If $X_n \to X$ in $L^1$ and $Y_n \to Y $ in $L^1$, I am trying to analyze the behavior of convergence of $X_nY_n$ and $\frac{Y_n}{X_n}$. I have an intuition that they both don't converge to $XY$ and $\frac{Y}{X}$ respectively. but I am not getting any counterexample. Am I thinking correct or is there something I am missing?
Note: In the second case we can assume that $P(X=0)=0$.

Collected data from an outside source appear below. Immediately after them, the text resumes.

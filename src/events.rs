use tokio::sync::broadcast;
use tracing::debug;

const DEFAULT_CAPACITY: usize = 256;

/// Everything observable that the subsystems emit. Delivery is lossy:
/// a lagging subscriber loses the oldest events, never blocks a producer.
#[derive(Debug, Clone)]
pub enum Event {
    TradeExecuted {
        mint: String,
        action: String,
        mode: String,
        success: bool,
        wallets_ok: usize,
        wallets_failed: usize,
        total_sol_in: f64,
    },
    TradeDetected {
        target: String,
        mint: String,
        action: String,
        sol_amount: f64,
    },
    TradeCopied {
        target: String,
        mint: String,
        action: String,
        sol_amount: f64,
        success: bool,
    },
    MirrorSkipped {
        target: String,
        signature: String,
        reason: String,
    },
    StopLossTriggered {
        mint: String,
        price: f64,
    },
    TakeProfitTriggered {
        mint: String,
        price: f64,
    },
    DcaExecuted {
        id: String,
        mint: String,
        completed: u32,
        total: u32,
    },
    DcaCompleted {
        id: String,
        mint: String,
    },
    DcaError {
        id: String,
        mint: String,
        error: String,
    },
    BalancesRefreshed {
        wallets: usize,
    },
}

#[derive(Clone)]
pub struct EventBus {
    tx: broadcast::Sender<Event>,
}

impl EventBus {
    pub fn new() -> Self {
        Self::with_capacity(DEFAULT_CAPACITY)
    }

    pub fn with_capacity(capacity: usize) -> Self {
        let (tx, _) = broadcast::channel(capacity);
        Self { tx }
    }

    /// Publish never fails; with no subscribers the event is dropped.
    pub fn publish(&self, event: Event) {
        debug!("event: {:?}", event);
        let _ = self.tx.send(event);
    }

    pub fn subscribe(&self) -> broadcast::Receiver<Event> {
        self.tx.subscribe()
    }
}

impl Default for EventBus {
    fn default() -> Self {
        Self::new()
    }
}

#[cfg(test)]
mod tests {
    use super::*;

    #[tokio::test]
    async fn test_publish_and_receive() {
        let bus = EventBus::new();
        let mut rx = bus.subscribe();

        bus.publish(Event::BalancesRefreshed { wallets: 3 });

        match rx.recv().await.unwrap() {
            Event::BalancesRefreshed { wallets } => assert_eq!(wallets, 3),
            other => panic!("unexpected event: {:?}", other),
        }
    }

    #[test]
    fn test_publish_without_subscribers_is_silent() {
        let bus = EventBus::new();
        bus.publish(Event::BalancesRefreshed { wallets: 1 });
    }
}
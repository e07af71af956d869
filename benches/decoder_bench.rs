use criterion::{criterion_group, criterion_main, Criterion};
use serde_json::json;
use std::hint::black_box;
use swarm_trader::mirror::decoder::decode_trade;

const TARGET: &str = "User111111111111111111111111111111111111111";
const MINT: &str = "MintUSDC11111111111111111111111111111111111";

fn swap_tx() -> serde_json::Value {
    json!({
        "blockTime": 1_700_000_000,
        "transaction": {
            "message": {
                "accountKeys": [
                    {"pubkey": TARGET},
                    {"pubkey": "Pool111111111111111111111111111111111111111"},
                    {"pubkey": "SystemProgram111111111111111111111111111111"}
                ],
                "instructions": [
                    {"programId": "6EF8rrecthR5Dkzon8Nwu78hRvfCKubJ14M5uBEwF6P"}
                ]
            }
        },
        "meta": {
            "err": null,
            "preBalances": [1_000_000_000u64, 5_000_000_000u64, 0],
            "postBalances": [900_000_000u64, 5_100_000_000u64, 0],
            "preTokenBalances": [
                {
                    "accountIndex": 3,
                    "mint": MINT,
                    "owner": TARGET,
                    "uiTokenAmount": { "amount": "0", "decimals": 6 }
                }
            ],
            "postTokenBalances": [
                {
                    "accountIndex": 3,
                    "mint": MINT,
                    "owner": TARGET,
                    "uiTokenAmount": { "amount": "1000000", "decimals": 6 }
                }
            ],
            "loadedAddresses": {
                "writable": [],
                "readonly": []
            }
        }
    })
}

fn bench_decode_trade(c: &mut Criterion) {
    let tx = swap_tx();

    c.bench_function("decode_trade_buy", |b| {
        b.iter(|| decode_trade(black_box(TARGET), black_box("sig"), black_box(&tx)))
    });
}

criterion_group!(benches, bench_decode_trade);
criterion_main!(benches);
use std::str::FromStr;

use async_trait::async_trait;
use solana_sdk::instruction::{AccountMeta, Instruction};
use solana_sdk::pubkey::Pubkey;

use crate::builder::{compile_message, BuildRequest, BuiltTransaction, VenueBuilder};
use crate::error::{AppError, Result};

pub const PROGRAM_ID: &str = "675kPX9MHTjS2zt1qfr1NYHuzeLXfQM9H24wFSUt1Mp8";

/// Wrapped SOL, the base side of every pool we route through.
const WSOL_MINT: &str = "So11111111111111111111111111111111111111112";

const SWAP_BASE_IN: u8 = 9;
const COMPUTE_UNITS: u32 = 140_000;

/// AMM v4 venue. Requires an explicit pool address on the intent; pool
/// vault accounts are resolved by the on-chain program from the pool
/// account itself.
pub struct RaydiumBuilder;

impl RaydiumBuilder {
    fn swap_instruction(
        &self,
        req: &BuildRequest,
        source_mint: &Pubkey,
        dest_mint: &Pubkey,
        amount_in: u64,
        minimum_out: u64,
    ) -> Result<Instruction> {
        let program = Pubkey::from_str(PROGRAM_ID)
            .map_err(|e| AppError::Build(format!("bad program constant: {}", e)))?;
        let pool = req
            .pool
            .ok_or_else(|| AppError::Build("raydium requires a pool address".into()))?;

        let user_source =
            spl_associated_token_account::get_associated_token_address(&req.wallet, source_mint);
        let user_destination =
            spl_associated_token_account::get_associated_token_address(&req.wallet, dest_mint);

        let accounts = vec![
            AccountMeta::new_readonly(spl_token::id(), false),
            AccountMeta::new(pool, false),
            AccountMeta::new(user_source, false),
            AccountMeta::new(user_destination, false),
            AccountMeta::new_readonly(req.wallet, true),
        ];

        let mut data = vec![SWAP_BASE_IN];
        data.extend_from_slice(&amount_in.to_le_bytes());
        data.extend_from_slice(&minimum_out.to_le_bytes());

        Ok(Instruction { program_id: program, accounts, data })
    }
}

#[async_trait]
impl VenueBuilder for RaydiumBuilder {
    async fn build_buy(&self, req: &BuildRequest) -> Result<BuiltTransaction> {
        let wsol = Pubkey::from_str(WSOL_MINT)
            .map_err(|e| AppError::Build(format!("bad WSOL constant: {}", e)))?;

        let create_ata =
            spl_associated_token_account::instruction::create_associated_token_account_idempotent(
                &req.wallet,
                &req.wallet,
                &req.mint,
                &spl_token::id(),
            );
        // Minimum-out is enforced against the venue quote upstream; zero
        // here means "pool price", bounded by slippage at the pool.
        let swap = self.swap_instruction(req, &wsol, &req.mint, req.sol_lamports, 0)?;

        let message = compile_message(
            &req.wallet,
            COMPUTE_UNITS,
            req.priority_fee_micro_lamports,
            vec![create_ata, swap],
            req.recent_blockhash,
        )?;

        Ok(BuiltTransaction { message, quote: None })
    }

    async fn build_sell(&self, req: &BuildRequest) -> Result<BuiltTransaction> {
        let wsol = Pubkey::from_str(WSOL_MINT)
            .map_err(|e| AppError::Build(format!("bad WSOL constant: {}", e)))?;

        let swap = self.swap_instruction(req, &req.mint, &wsol, req.token_amount, 0)?;

        let message = compile_message(
            &req.wallet,
            COMPUTE_UNITS,
            req.priority_fee_micro_lamports,
            vec![swap],
            req.recent_blockhash,
        )?;

        Ok(BuiltTransaction { message, quote: None })
    }
}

It is not even clear that $X_nY_n, Y_n/ X_n, XY$ or $Y/X$ are in $L^1(\Omega)$ anymore. Considering $\Omega = [0,1]$ with the Lebesgue measure, define $$X_n(\omega) = Y_n(\omega) = \frac{1}{\omega^{1/2 + 1/n}},\,\,\,\, n =1,2,3,\ldots, \,\,\,\, \omega \in [0,1].$$ Then each $X_n$ and each $Y_n$ is in $L^1([0,1])$ but none of the products $X_nY_n$ are integrable. We do however have a sort similar result.
Theorem. Suppose $\Omega$ is a probability space (with measure $\mu$) and that $X_n \to X$ and $Y_n \to Y$ in $L^2(\Omega)$. Then $X_nY_n \to XY$ in $L^1(\Omega)$.
Proof. Notice \begin{align*} \lvert X_nY_n - XY \rvert &= \lvert X_nY_n - X_n Y + X_n Y - XY\rvert \\ &\le \lvert X_n \rvert \cdot \lvert Y_n - Y \rvert + \lvert Y \rvert \cdot \lvert Y_n - Y \rvert. \end{align*} Integrating on both sides and using Holder's inequality, we see \begin{align*} \int_\Omega \lvert X_nY_n - XY \rvert d\mu &\le \int_\Omega \lvert X_n \rvert \cdot \lvert Y_n - Y \rvert d\mu + \int_\Omega \lvert Y \rvert \cdot \lvert Y_n - Y \rvert d\mu \\ &\le \| X_n \|_{L^2(\Omega)} \| Y_n - Y \|_{L^2(\Omega)} + \| Y \|_{L^2(\Omega)} \| X_n - X \|_{L^2(\Omega)}. \end{align*} The latter goes to zero as $n\to \infty$ since both $ \| X_n - X \|_{L^2(\Omega)}$ and $ \| Y_n - Y \|_{L^2(\Omega)}$ go to zero and because $ \| X_n \|_{L^2(\Omega)}$ remains bounded. This shows that $\int_\Omega \lvert X_nY_n - XY \rvert d\mu \to 0$ so $X_nY_n \to XY$ in $L^1(\Omega)$.